The line containing "the model id)" marks the end; copy exactly all lines from the start of the material up to and including it.

--

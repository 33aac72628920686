//! HTTP protocol layer module
//!
//! Provides HTTP protocol-related base functionality, decoupled from routing logic.

pub mod negotiate;
pub mod response;

// Re-export commonly used types
pub use response::{
    build_405_response, build_413_response, build_error_response, build_health_response,
    build_image_response, build_json_response, build_options_response, without_body,
};
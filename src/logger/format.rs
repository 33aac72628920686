//! Access log format module
//!
//! Supports multiple log formats:
//! - `combined` (Apache/Nginx combined format, plus the model id)
//! - `common` (Common Log Format - CLF)
//! - `json` (JSON structured logging)
//! - Custom patterns with variables

use chrono::Local;
use serde::Serialize;

const CLF_TIME: &str = "%d/%b/%Y:%H:%M:%S %z";

/// Access log entry for one routed request
#[derive(Debug, Clone, Serialize)]
pub struct AccessLogEntry {
    /// Client IP address
    pub remote_addr: String,
    /// Request timestamp
    #[serde(serialize_with = "serialize_time")]
    pub time: chrono::DateTime<Local>,
    /// HTTP method (POST, GET, ...)
    pub method: String,
    /// Request URI path
    pub path: String,
    /// Value of the `x-model-id` header
    pub model_id: Option<String>,
    /// Response status code
    pub status: u16,
    /// Response body size in bytes
    pub body_bytes: usize,
    /// Response content type
    pub content_type: Option<String>,
    /// User-Agent header
    pub user_agent: Option<String>,
    /// Request processing time in microseconds
    pub request_time_us: u64,
}

fn serialize_time<S>(time: &chrono::DateTime<Local>, serializer: S) -> Result<S::Ok, S::Error>
where
    S: serde::Serializer,
{
    serializer.serialize_str(&time.to_rfc3339())
}

impl AccessLogEntry {
    /// Create a new access log entry with current timestamp
    pub fn new(remote_addr: String, method: String, path: String) -> Self {
        Self {
            remote_addr,
            time: Local::now(),
            method,
            path,
            model_id: None,
            status: 200,
            body_bytes: 0,
            content_type: None,
            user_agent: None,
            request_time_us: 0,
        }
    }

    /// Format the log entry according to the specified format
    pub fn format(&self, format: &str) -> String {
        match format {
            "combined" => self.format_combined(),
            "common" => self.format_common(),
            "json" => self.format_json(),
            custom => self.format_custom(custom),
        }
    }

    /// Combined format with the model id appended
    /// `$remote_addr - - [$time_local] "$request" $status $body_bytes_sent "$http_user_agent" $model_id $request_time`
    fn format_combined(&self) -> String {
        format!(
            "{} \"{}\" {} {:.3}",
            self.format_common(),
            self.user_agent.as_deref().unwrap_or("-"),
            self.model_id.as_deref().unwrap_or("-"),
            self.request_time_secs(),
        )
    }

    /// Common Log Format (CLF)
    /// `$remote_addr - - [$time_local] "$request" $status $body_bytes_sent`
    fn format_common(&self) -> String {
        format!(
            "{} - - [{}] \"{} {} HTTP/1.1\" {} {}",
            self.remote_addr,
            self.time.format(CLF_TIME),
            self.method,
            self.path,
            self.status,
            self.body_bytes,
        )
    }

    fn format_json(&self) -> String {
        serde_json::to_string(self).unwrap_or_else(|e| format!(r#"{{"log_error":"{e}"}}"#))
    }

    /// Custom format with variable substitution
    ///
    /// Supported variables:
    /// - `$remote_addr` - Client IP address
    /// - `$time_local` - Local time in Common Log Format
    /// - `$time_iso8601` - ISO 8601 timestamp
    /// - `$request_method` - HTTP method
    /// - `$request_uri` - Request path
    /// - `$model_id` - Routed model identifier
    /// - `$status` - Response status code
    /// - `$body_bytes_sent` - Response body size
    /// - `$content_type` - Response content type
    /// - `$http_user_agent` - User-Agent header
    /// - `$request_time` - Request processing time in seconds (3 decimal places)
    fn format_custom(&self, pattern: &str) -> String {
        [
            ("$remote_addr", self.remote_addr.clone()),
            ("$time_local", self.time.format(CLF_TIME).to_string()),
            ("$time_iso8601", self.time.to_rfc3339()),
            ("$request_time", format!("{:.3}", self.request_time_secs())),
            ("$request_method", self.method.clone()),
            ("$request_uri", self.path.clone()),
            (
                "$model_id",
                self.model_id.clone().unwrap_or_else(|| "-".to_string()),
            ),
            ("$status", self.status.to_string()),
            ("$body_bytes_sent", self.body_bytes.to_string()),
            (
                "$content_type",
                self.content_type.clone().unwrap_or_else(|| "-".to_string()),
            ),
            (
                "$http_user_agent",
                self.user_agent.clone().unwrap_or_else(|| "-".to_string()),
            ),
        ]
        .into_iter()
        .fold(pattern.to_string(), |acc, (var, value)| acc.replace(var, &value))
    }

    #[allow(clippy::cast_precision_loss)]
    fn request_time_secs(&self) -> f64 {
        self.request_time_us as f64 / 1_000_000.0
    }
}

--

ANSWER FOR THIS EXERCISE |
repository 33aac72628920686
//! HTTP protocol layer module
//!
//! Provides HTTP protocol-related base functionality, decoupled from routing logic.

pub mod negotiate;
pub mod response;

// Re-export commonly used types
pub use response::{
    build_405_response, build_413_response, build_error_response, build_health_response,
    build_image_response, build_json_response, build_options_response, without_body,
};
filename src/logger/format.rs
repository 33aac72628920686
//! Access log format module
//!
//! Supports multiple log formats:
//! - `combined` (Apache/Nginx combined format, plus the model id)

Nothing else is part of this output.